**ASSIGNMENT**
Look through the listing and report every line that has "between" in it.

── PROVIDED MATERIAL

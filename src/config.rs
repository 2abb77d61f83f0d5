//! Runtime configuration.
//!
//! Settings come from an optional config file (TOML, JSON or YAML, chosen by
//! extension) overlaid with `HOMEWATCH_*` environment variables. Nested keys
//! use a double underscore: `HOMEWATCH_THRESHOLDS__CPU_PERCENT=90`. Every
//! field has a default, so running without a file works.
//!
//! Durations are strings such as `"10s"`, `"500ms"` or `"24h"`.

use std::path::{Path, PathBuf};
use std::time::Duration;

use anyhow::{bail, Context, Result};
use config::{Config, Environment, File};
use serde::{Deserialize, Deserializer};

use crate::data::duration::parse_duration;
use crate::data::{ChartExtent, Thresholds};

#[derive(Debug, Clone, Deserialize)]
#[serde(default)]
pub struct Settings {
    /// How often services and host metrics are sampled.
    #[serde(deserialize_with = "de_duration")]
    pub poll_interval: Duration,
    /// Cadence for low-frequency external content (news and other feeds),
    /// advertised to consumers of the exported state.
    #[serde(deserialize_with = "de_duration")]
    pub feed_interval: Duration,
    /// Upper bound on a single sampling request.
    #[serde(deserialize_with = "de_duration")]
    pub sample_timeout: Duration,
    /// Trailing window for the uptime ledger.
    #[serde(deserialize_with = "de_duration")]
    pub retention: Duration,
    /// Samples kept per host metric.
    pub history_capacity: usize,
    #[serde(deserialize_with = "de_duration")]
    pub notification_ttl: Duration,
    /// Minimum spacing between repeated alerts for a sustained breach.
    #[serde(deserialize_with = "de_duration")]
    pub alert_cooldown: Duration,
    pub thresholds: Thresholds,
    pub chart: ChartExtent,
    /// Preference file the uptime ledger is persisted to.
    pub state_file: Option<PathBuf>,
    /// Fallback tracing filter when `RUST_LOG` is unset.
    pub log_level: String,
    pub docker: DockerSettings,
    pub host: HostSettings,
    pub websites: Vec<WebsiteTarget>,
}

impl Default for Settings {
    fn default() -> Self {
        Self {
            poll_interval: Duration::from_secs(10),
            feed_interval: Duration::from_secs(30 * 60),
            sample_timeout: Duration::from_secs(5),
            retention: Duration::from_secs(24 * 60 * 60),
            history_capacity: 20,
            notification_ttl: Duration::from_millis(5000),
            alert_cooldown: Duration::from_secs(5 * 60),
            thresholds: Thresholds::default(),
            chart: ChartExtent::default(),
            state_file: None,
            log_level: "info".to_string(),
            docker: DockerSettings::default(),
            host: HostSettings::default(),
            websites: Vec::new(),
        }
    }
}

#[derive(Debug, Clone, Deserialize)]
#[serde(default)]
pub struct DockerSettings {
    pub enabled: bool,
    pub binary: String,
}

impl Default for DockerSettings {
    fn default() -> Self {
        Self {
            enabled: true,
            binary: "docker".to_string(),
        }
    }
}

#[derive(Debug, Clone, Deserialize)]
#[serde(default)]
pub struct HostSettings {
    pub proc_root: PathBuf,
    /// Mount point whose disk usage is reported.
    pub mount: String,
}

impl Default for HostSettings {
    fn default() -> Self {
        Self {
            proc_root: PathBuf::from("/proc"),
            mount: "/".to_string(),
        }
    }
}

/// A website to probe alongside containers.
#[derive(Debug, Clone, PartialEq, Deserialize)]
pub struct WebsiteTarget {
    pub name: String,
    pub url: String,
}

impl Settings {
    /// Load settings from `path` (if given) and the environment.
    pub fn load(path: Option<&Path>) -> Result<Self> {
        let mut builder = Config::builder();
        if let Some(path) = path {
            builder = builder.add_source(File::from(path));
        }
        let settings: Settings = builder
            .add_source(
                Environment::with_prefix("HOMEWATCH")
                    .prefix_separator("_")
                    .separator("__"),
            )
            .build()
            .context("loading configuration")?
            .try_deserialize()
            .context("invalid configuration")?;

        settings.validate()?;
        Ok(settings)
    }

    pub fn validate(&self) -> Result<()> {
        if self.poll_interval.is_zero() {
            bail!("poll_interval must be greater than zero");
        }
        if self.sample_timeout.is_zero() {
            bail!("sample_timeout must be greater than zero");
        }
        if self.history_capacity == 0 {
            bail!("history_capacity must be at least 1");
        }
        if !(0.0..=100.0).contains(&self.thresholds.cpu_percent)
            || !(0.0..=100.0).contains(&self.thresholds.memory_percent)
        {
            bail!("thresholds must be percentages between 0 and 100");
        }
        Ok(())
    }
}

fn de_duration<'de, D: Deserializer<'de>>(deserializer: D) -> Result<Duration, D::Error> {
    let raw = String::deserialize(deserializer)?;
    parse_duration(&raw).map_err(serde::de::Error::custom)
}
//! Per-entity event log windowed to a trailing retention period.

use std::collections::BTreeMap;
use std::time::Duration;

use homewatch_types::{StatusEvent, TimestampMs};

use super::uptime::UptimeSummary;

/// Default retention window: 24 hours.
pub const DEFAULT_RETENTION: Duration = Duration::from_secs(24 * 60 * 60);

/// Append-only status log, ordered ascending by timestamp per entity.
///
/// Events older than `now - window` are dropped lazily whenever the log is
/// written or read through a mutating accessor.
#[derive(Debug, Clone)]
pub struct EventLog {
    window: Duration,
    entries: BTreeMap<String, Vec<StatusEvent>>,
}

impl Default for EventLog {
    fn default() -> Self {
        Self::new(DEFAULT_RETENTION)
    }
}

impl EventLog {
    pub fn new(window: Duration) -> Self {
        Self {
            window,
            entries: BTreeMap::new(),
        }
    }

    pub fn window(&self) -> Duration {
        self.window
    }

    fn cutoff(&self, now: TimestampMs) -> TimestampMs {
        let window_ms = u64::try_from(self.window.as_millis()).unwrap_or(u64::MAX);
        now.saturating_sub(window_ms)
    }

    /// Record an event. Returns `false` if it was already outside the window.
    ///
    /// Out-of-order events are inserted at their sorted position, after any
    /// events with the same timestamp.
    pub fn append(&mut self, event: StatusEvent, now: TimestampMs) -> bool {
        let cutoff = self.cutoff(now);
        if event.timestamp < cutoff {
            return false;
        }

        let log = self.entries.entry(event.entity_id.clone()).or_default();
        let at = log.partition_point(|e| e.timestamp <= event.timestamp);
        log.insert(at, event);
        prune_log(log, cutoff);
        true
    }

    /// Pruned, ordered events for one entity.
    pub fn events(&mut self, entity_id: &str, now: TimestampMs) -> &[StatusEvent] {
        let cutoff = self.cutoff(now);
        match self.entries.get_mut(entity_id) {
            Some(log) => {
                prune_log(log, cutoff);
                log.as_slice()
            }
            None => &[],
        }
    }

    /// Events within the window for one entity, without pruning.
    pub fn retained(&self, entity_id: &str, now: TimestampMs) -> &[StatusEvent] {
        let cutoff = self.cutoff(now);
        match self.entries.get(entity_id) {
            Some(log) => {
                let start = log.partition_point(|e| e.timestamp < cutoff);
                &log[start..]
            }
            None => &[],
        }
    }

    /// Uptime summary for one entity as of `now`. Does not mutate the log.
    pub fn summary(&self, entity_id: &str, now: TimestampMs) -> UptimeSummary {
        UptimeSummary::summarize(entity_id, self.retained(entity_id, now), now)
    }

    /// Entities with at least one stored event, in id order.
    pub fn entities(&self) -> impl Iterator<Item = &str> {
        self.entries.keys().map(String::as_str)
    }

    /// Drop every event outside the window and forget empty entities.
    pub fn prune(&mut self, now: TimestampMs) {
        let cutoff = self.cutoff(now);
        self.entries.retain(|_, log| {
            prune_log(log, cutoff);
            !log.is_empty()
        });
    }

    /// Total number of stored events.
    pub fn len(&self) -> usize {
        self.entries.values().map(Vec::len).sum()
    }

    pub fn is_empty(&self) -> bool {
        self.entries.values().all(Vec::is_empty)
    }

    /// Flatten to a list ordered by timestamp, then entity id.
    pub fn to_records(&self, now: TimestampMs) -> Vec<StatusEvent> {
        let mut records: Vec<StatusEvent> = self
            .entries
            .keys()
            .flat_map(|id| self.retained(id, now).iter().cloned())
            .collect();
        records.sort_by(|a, b| {
            a.timestamp
                .cmp(&b.timestamp)
                .then_with(|| a.entity_id.cmp(&b.entity_id))
        });
        records
    }

    /// Rebuild a log from persisted records.
    ///
    /// Records outside the window, or stamped in the future, are discarded.
    pub fn from_records(records: Vec<StatusEvent>, window: Duration, now: TimestampMs) -> Self {
        let mut log = Self::new(window);
        for record in records.into_iter().filter(|r| r.timestamp <= now) {
            log.append(record, now);
        }
        log
    }
}

fn prune_log(log: &mut Vec<StatusEvent>, cutoff: TimestampMs) {
    let stale = log.partition_point(|e| e.timestamp < cutoff);
    if stale > 0 {
        log.drain(..stale);
    }
}

#[cfg(test)]
mod tests {
    use super::*;

    const HOUR: u64 = 3_600_000;

    #[test]
    fn test_append_keeps_order() {
        let mut log = EventLog::default();
        let now = 10 * HOUR;
        assert!(log.append(StatusEvent::up("web", 3 * HOUR), now));
        assert!(log.append(StatusEvent::down("web", HOUR), now));
        assert!(log.append(StatusEvent::up("web", 2 * HOUR), now));

        let ts: Vec<_> = log.events("web", now).iter().map(|e| e.timestamp).collect();
        assert_eq!(ts, vec![HOUR, 2 * HOUR, 3 * HOUR]);
    }

    #[test]
    fn test_append_rejects_stale() {
        let mut log = EventLog::default();
        let now = 30 * HOUR;
        assert!(!log.append(StatusEvent::up("web", HOUR), now));
        assert!(log.is_empty());
    }

    #[test]
    fn test_events_prunes_lazily() {
        let mut log = EventLog::default();
        log.append(StatusEvent::up("web", 0), 0);
        log.append(StatusEvent::up("web", 12 * HOUR), 12 * HOUR);
        assert_eq!(log.len(), 2);

        // Non-mutating view hides the stale event but keeps it stored.
        assert_eq!(log.retained("web", 25 * HOUR).len(), 1);
        assert_eq!(log.len(), 2);

        assert_eq!(log.events("web", 25 * HOUR).len(), 1);
        assert_eq!(log.len(), 1);
    }

    #[test]
    fn test_window_boundary_is_inclusive() {
        let mut log = EventLog::new(Duration::from_secs(60));
        log.append(StatusEvent::up("web", 1_000), 1_000);
        assert_eq!(log.events("web", 61_000).len(), 1);
        assert_eq!(log.events("web", 61_001).len(), 0);
    }

    #[test]
    fn test_prune_forgets_empty_entities() {
        let mut log = EventLog::default();
        log.append(StatusEvent::up("old", 0), 0);
        log.append(StatusEvent::up("web", 20 * HOUR), 20 * HOUR);
        log.prune(25 * HOUR);
        assert_eq!(log.entities().collect::<Vec<_>>(), vec!["web"]);
    }

    #[test]
    fn test_unknown_entity() {
        let mut log = EventLog::default();
        assert!(log.events("nope", 0).is_empty());
        assert_eq!(log.summary("nope", 0).percent, 100.0);
    }

    #[test]
    fn test_summary_web_started_ten_minutes_ago() {
        let mut log = EventLog::default();
        let minute = 60_000;
        for i in 0..=10 {
            log.append(StatusEvent::up("web", i * minute), i * minute);
        }
        let s = log.summary("web", 10 * minute);
        assert_eq!(s.last_up, Some(10 * minute));
        assert_eq!(s.last_down, None);
        assert_eq!(s.percent, 100.0);
    }

    #[test]
    fn test_records_round_trip_drops_out_of_window() {
        let records = vec![
            StatusEvent::up("web", 20 * HOUR),
            StatusEvent::down("db", HOUR),
            StatusEvent::down("web", 21 * HOUR),
            StatusEvent::up("web", 40 * HOUR),
        ];
        let log = EventLog::from_records(records, DEFAULT_RETENTION, 26 * HOUR);

        assert_eq!(log.len(), 2);
        let restored = log.to_records(26 * HOUR);
        assert_eq!(
            restored,
            vec![
                StatusEvent::up("web", 20 * HOUR),
                StatusEvent::down("web", 21 * HOUR)
            ]
        );
    }

    #[test]
    fn test_to_records_interleaves_entities() {
        let mut log = EventLog::default();
        log.append(StatusEvent::up("b", 2), 10);
        log.append(StatusEvent::up("a", 2), 10);
        log.append(StatusEvent::down("b", 1), 10);

        let ids: Vec<_> = log
            .to_records(10)
            .into_iter()
            .map(|e| (e.entity_id, e.timestamp))
            .collect();
        assert_eq!(
            ids,
            vec![("b".to_string(), 1), ("a".to_string(), 2), ("b".to_string(), 2)]
        );
    }
}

────

**TASK OUTPUT**
    /// Minimum spacing between repeated alerts for a sustained breach.
            bail!("thresholds must be percentages between 0 and 100");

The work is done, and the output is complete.